Helping employers learn more about ergonomics--fitting the job to the worker--is the Occupational Safety and Health Administration's goal in opening a new Internet web page on ergonomics and prevention of repetitive stress injuries, OSHA announced today. The new web page is located at http://www.osha.gov/ergo.
"We want to prevent pain and suffering for those working now even as we observe Workers Memorial Day to remember and honor those who have died on the job," said Gregory R. Watchman, acting assistant secretary of labor for occupational safety and health.
"Ergonomics is about designing work and work stations to enable workers to avoid awkward reaches, uncomfortable postures and the need to use excessive force to do their jobs. Often simple and inexpensive changes can make a tremendous difference for workers in preventing short-term discomfort and long-term disability. Our new web page provides helpful information everyone can use right now to begin dealing with these issues," Watchman said.
Visitors to OSHA's new ergonomics web page will find:
help in setting up effective workplace ergonomics programs
OSHA publications and articles on ergonomics
highlights from a recent national conference on ergonomics
information on corporate-wide settlement agreements involving ergonomic issues
OSHA special emphasis initiatives to avoid repetitive stress injuries in meatpacking and nursing homes
a listing of international ergonomics standards
links to technical OSHA information
"We are committed to developing a standard to guide employers in protecting their workers against ergonomic hazards," Watchman said. He stressed that the agency also promised to provide as much information as possible to employers who want to begin immediately to focus on ergonomics and reduce the likelihood of repetitive stress injuries (RSIs) among their workers.

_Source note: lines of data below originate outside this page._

use anyhow::Context;
use clap::{Parser, Subcommand};
use scrollfolio_input::{InputAction, InputEffect, InputState, Viewport};
use scrollfolio_render::{DebugTextRenderer, RenderView, Renderer};
use scrollfolio_scene::{DemoConfig, FrameInput, FrameReport, HeaderIntro, Scene};
use std::path::PathBuf;
use tracing_subscriber::EnvFilter;

#[derive(Parser)]
#[command(name = "scrollfolio-cli", about = "Headless tools for the scrollfolio demo")]
struct Cli {
    /// Enable verbose logging
    #[arg(short, long)]
    verbose: bool,

    /// Demo config (YAML); built-in defaults when omitted
    #[arg(short, long, global = true)]
    config: Option<PathBuf>,

    #[command(subcommand)]
    command: Commands,
}

#[derive(Subcommand)]
enum Commands {
    /// Print crate versions and the effective config
    Info,
    /// Run the frame loop without a window and dump the final state
    Simulate {
        /// Number of frames to run
        #[arg(short, long, default_value = "120")]
        frames: u32,
        /// Seconds per frame
        #[arg(long, default_value_t = 1.0 / 60.0)]
        dt: f32,
        /// Page scroll offset in logical pixels, applied before the first frame
        #[arg(long)]
        scroll_to: Option<f32>,
        /// Pointer position in logical pixels, as `x,y`
        #[arg(long, value_parser = parse_point)]
        cursor: Option<(f32, f32)>,
        /// Viewport size in logical pixels, as `width,height`
        #[arg(long, value_parser = parse_point, default_value = "1280,720")]
        viewport: (f32, f32),
        /// Print a JSON frame report instead of text
        #[arg(long)]
        json: bool,
    },
    /// Sample the header intro timeline
    Timeline {
        /// Sampling interval in seconds
        #[arg(short, long, default_value = "0.5")]
        step: f32,
    },
    /// Print mesh and particle counts
    Geometry,
}

fn parse_point(s: &str) -> Result<(f32, f32), String> {
    let (x, y) = s
        .split_once(',')
        .ok_or_else(|| format!("expected `x,y`, got `{s}`"))?;
    let parse = |v: &str| {
        v.trim()
            .parse::<f32>()
            .map_err(|e| format!("bad number `{v}`: {e}"))
    };
    Ok((parse(x)?, parse(y)?))
}

struct Simulation {
    scene: Scene,
    input: InputState,
    intro: HeaderIntro,
}

impl Simulation {
    fn new(config: &DemoConfig, viewport: (f32, f32)) -> Self {
        let scene = Scene::build(config);
        let input = InputState::new(
            Viewport::default().with_pixel_ratio_cap(config.pixel_ratio_cap),
            scene.section_count(),
        );
        let mut sim = Self {
            scene,
            input,
            intro: HeaderIntro::from_config(&config.headers),
        };
        sim.apply(InputAction::Resized {
            width: viewport.0,
            height: viewport.1,
            scale_factor: 1.0,
        });
        sim
    }

    fn apply(&mut self, action: InputAction) {
        for effect in self.input.apply(action) {
            match effect {
                InputEffect::SectionChanged(change) => {
                    self.scene.start_section_spin(change.to);
                }
                InputEffect::Resized => self.scene.set_aspect(self.input.viewport().aspect()),
                InputEffect::NormalsToggled(on) => self.scene.set_normals(on),
                InputEffect::DebugPanelToggled(_) => {}
            }
        }
    }

    fn run(&mut self, frames: u32, dt: f32) {
        for _ in 0..frames {
            let frame = FrameInput::from_input(&self.input);
            self.scene.tick(dt, &frame);
            self.intro.advance(dt);
        }
        tracing::debug!(frames, dt, frame = self.scene.frame(), "simulation finished");
    }
}

fn main() -> anyhow::Result<()> {
    let cli = Cli::parse();

    let filter = if cli.verbose { "debug" } else { "info" };
    tracing_subscriber::fmt()
        .with_env_filter(EnvFilter::new(filter))
        .with_writer(std::io::stderr)
        .init();

    let config = DemoConfig::load_or_default(cli.config.as_deref())?;

    match cli.command {
        Commands::Info => {
            println!("scrollfolio-cli v{}", env!("CARGO_PKG_VERSION"));
            println!("common: {}", scrollfolio_common::crate_info());
            println!("anim: {}", scrollfolio_anim::crate_info());
            println!("input: {}", scrollfolio_input::crate_info());
            println!("scene: {}", scrollfolio_scene::crate_info());
            println!("render: {}", scrollfolio_render::crate_info());
            println!();
            println!("# effective config");
            print!("{}", config.to_yaml()?);
        }
        Commands::Simulate {
            frames,
            dt,
            scroll_to,
            cursor,
            viewport,
            json,
        } => {
            let mut sim = Simulation::new(&config, viewport);
            if let Some((x, y)) = cursor {
                sim.apply(InputAction::PointerMoved { x, y });
            }
            if let Some(y) = scroll_to {
                sim.apply(InputAction::ScrollTo(y));
            }
            sim.run(frames, dt);

            if json {
                let report = FrameReport::capture(&sim.scene);
                println!(
                    "{}",
                    serde_json::to_string_pretty(&report).context("serialize frame report")?
                );
            } else {
                let renderer = DebugTextRenderer::new();
                print!(
                    "{}",
                    renderer.render(&sim.scene, &RenderView::from_scene(&sim.scene))
                );
                let scroll = sim.input.scroll();
                println!(
                    "Scroll: {:.0}px section={}/{}",
                    scroll.scroll_y(),
                    scroll.section() + 1,
                    scroll.sections()
                );
                println!(
                    "Intro: {:.2}s / {:.2}s{}",
                    sim.intro.elapsed(),
                    sim.intro.duration(),
                    if sim.intro.is_complete() { " (done)" } else { "" }
                );
            }
        }
        Commands::Timeline { step } => {
            anyhow::ensure!(step > 0.0, "step must be positive, got {step}");
            let intro = HeaderIntro::from_config(&config.headers);
            let duration = intro.duration();
            println!("Header intro: {} headers, {:.2}s", intro.len(), duration);
            for header in &config.headers {
                println!(
                    "  {:<14} {:>7.0} -> {:<7.0} {} over {:.1}s at {:.1}s",
                    header.text, header.from_x, header.to_x, header.ease, header.duration, header.at
                );
            }
            let samples = (duration / step).ceil() as u32;
            for i in 0..=samples {
                let t = (i as f32 * step).min(duration);
                let offsets: Vec<String> = intro
                    .sample(t)
                    .into_iter()
                    .map(|(_, x)| format!("{x:>8.1}"))
                    .collect();
                println!("t={t:>6.2}s {}", offsets.join(" "));
            }
        }
        Commands::Geometry => {
            let scene = Scene::build(&config);
            for section in scene.sections() {
                let mesh = section.shape.build();
                println!(
                    "{:<10} vertices={:>5} triangles={:>5} radius={:.2}",
                    section.name,
                    mesh.vertex_count(),
                    mesh.triangle_count(),
                    mesh.bounding_radius()
                );
            }
            println!("particles  count={}", scene.particles().len());
        }
    }

    Ok(())
}

#[cfg(test)]
mod tests {
    use super::*;

    fn small_config() -> DemoConfig {
        let mut config = DemoConfig::default();
        config.particles.count = 8;
        config
    }

    #[test]
    fn parse_point_accepts_pairs() {
        assert_eq!(parse_point("640,360"), Ok((640.0, 360.0)));
        assert_eq!(parse_point(" 1.5 , -2 "), Ok((1.5, -2.0)));
        assert!(parse_point("640").is_err());
        assert!(parse_point("a,b").is_err());
    }

    #[test]
    fn cli_parses_simulate_flags() {
        let cli = Cli::try_parse_from([
            "scrollfolio-cli",
            "simulate",
            "--frames",
            "10",
            "--scroll-to",
            "720",
            "--cursor",
            "0,0",
            "--json",
        ])
        .unwrap();
        match cli.command {
            Commands::Simulate {
                frames,
                scroll_to,
                cursor,
                viewport,
                json,
                ..
            } => {
                assert_eq!(frames, 10);
                assert_eq!(scroll_to, Some(720.0));
                assert_eq!(cursor, Some((0.0, 0.0)));
                assert_eq!(viewport, (1280.0, 720.0));
                assert!(json);
            }
            _ => panic!("expected simulate"),
        }
    }

    #[test]
    fn scroll_to_spins_the_new_section() {
        let mut sim = Simulation::new(&small_config(), (1280.0, 720.0));
        sim.apply(InputAction::ScrollTo(1440.0));
        assert!(sim.scene.sections()[2].is_spinning());
        sim.run(1, 1.0 / 60.0);
        assert_eq!(sim.scene.rig().camera.position.y, -8.0);
    }

    #[test]
    fn simulation_sets_camera_aspect_from_viewport() {
        let sim = Simulation::new(&small_config(), (1000.0, 500.0));
        assert_eq!(sim.scene.rig().camera.aspect, 2.0);
    }

    #[test]
    fn corner_cursor_pulls_rig() {
        let mut sim = Simulation::new(&small_config(), (1280.0, 720.0));
        sim.apply(InputAction::PointerMoved { x: 1280.0, y: 0.0 });
        sim.run(600, 1.0 / 60.0);
        let offset = sim.scene.rig().position;
        assert!((offset.x - 0.25).abs() < 1e-3);
        assert!((offset.y - 0.25).abs() < 1e-3);
    }
}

Watchman noted that RSIs account for about one-fourth of the lost-time injuries reported each year. Although repetitive stress injuries declined somewhat in 1995, three-fifths of all work-related illnesses are associated with repeated trauma. About two-thirds of RSIs are back injuries while one-third involve upper extremities. These are expensive injuries, costing employers more than $20 billion each year in workers' compensation costs alone.

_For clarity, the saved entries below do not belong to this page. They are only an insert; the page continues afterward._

use crate::config::LightConfig;
use glam::Vec3;
use scrollfolio_common::Color;
use serde::{Deserialize, Serialize};
use std::path::PathBuf;

/// Cel shading: the Lambert term is quantized through a gradient ramp.
#[derive(Debug, Clone, PartialEq)]
pub struct ToonMaterial {
    pub color: Color,
    /// Ramp image; renderers fall back to a built-in ramp when unset.
    pub gradient: Option<PathBuf>,
}

/// Flat-colored point sprites.
#[derive(Debug, Clone, Copy, PartialEq)]
pub struct PointsMaterial {
    pub color: Color,
    /// Sprite size in world units at unit depth.
    pub size: f32,
    /// Shrink sprites with distance from the camera.
    pub size_attenuation: bool,
}

/// Which material all section meshes currently use.
#[derive(Debug, Clone, Copy, PartialEq, Eq, Default, Serialize, Deserialize)]
#[serde(rename_all = "snake_case")]
pub enum MaterialMode {
    #[default]
    Toon,
    Normal,
}

impl MaterialMode {
    pub fn from_normals(on: bool) -> Self {
        if on { Self::Normal } else { Self::Toon }
    }
}

/// Light arriving from `position` toward the origin.
#[derive(Debug, Clone, Copy, PartialEq)]
pub struct DirectionalLight {
    pub color: Color,
    pub intensity: f32,
    pub position: Vec3,
}

impl DirectionalLight {
    pub fn from_config(config: &LightConfig) -> Self {
        Self {
            color: config.color,
            intensity: config.intensity,
            position: config.position,
        }
    }

    /// Unit vector from the lit surface toward the light.
    pub fn direction(&self) -> Vec3 {
        self.position.try_normalize().unwrap_or(Vec3::Y)
    }

    /// Linear-space radiance (color times intensity).
    pub fn radiance(&self) -> Vec3 {
        Vec3::from(self.color.to_linear()) * self.intensity
    }
}

#[cfg(test)]
mod tests {
    use super::*;

    #[test]
    fn light_direction_is_normalized() {
        let light = DirectionalLight::from_config(&LightConfig::default());
        let d = light.direction();
        assert!((d.length() - 1.0).abs() < 1e-6);
        assert!((d.x - d.y).abs() < 1e-6 && d.z == 0.0);
        assert_eq!(light.radiance(), Vec3::splat(3.0));
    }

    #[test]
    fn light_at_origin_points_up() {
        let light = DirectionalLight {
            color: Color::WHITE,
            intensity: 1.0,
            position: Vec3::ZERO,
        };
        assert_eq!(light.direction(), Vec3::Y);
    }

    #[test]
    fn mode_from_flag() {
        assert_eq!(MaterialMode::from_normals(true), MaterialMode::Normal);
        assert_eq!(MaterialMode::from_normals(false), MaterialMode::Toon);
        assert_eq!(MaterialMode::default(), MaterialMode::Toon);
    }
}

OSHA intends to address ergonomics through a four-pronged program including training, educational and outreach activities; study and analysis of work-related ergonomic hazards to identify innovative and cost-effective solutions; enforcement; and rulemaking. The ergonomics web page is part of the first phase of the education and outreach effort.
Watchman spoke at a ceremony at City Hall in Bridgeport, Conn., honoring the memory of 28 workers who died 10 years ago during construction of L'Ambiance Plaza. Joining him to mark the ninth annual Workers Memorial Day were Senator Christopher Dodd of Connecticut, AFL-CIO Secretary-Treasurer Richard Trumka and local union and public officials.
Workers Memorial Day was created by the AFL-CIO to recognize and remember workers who have died on the job. The focus this year is preventing repetitive stress and back injuries.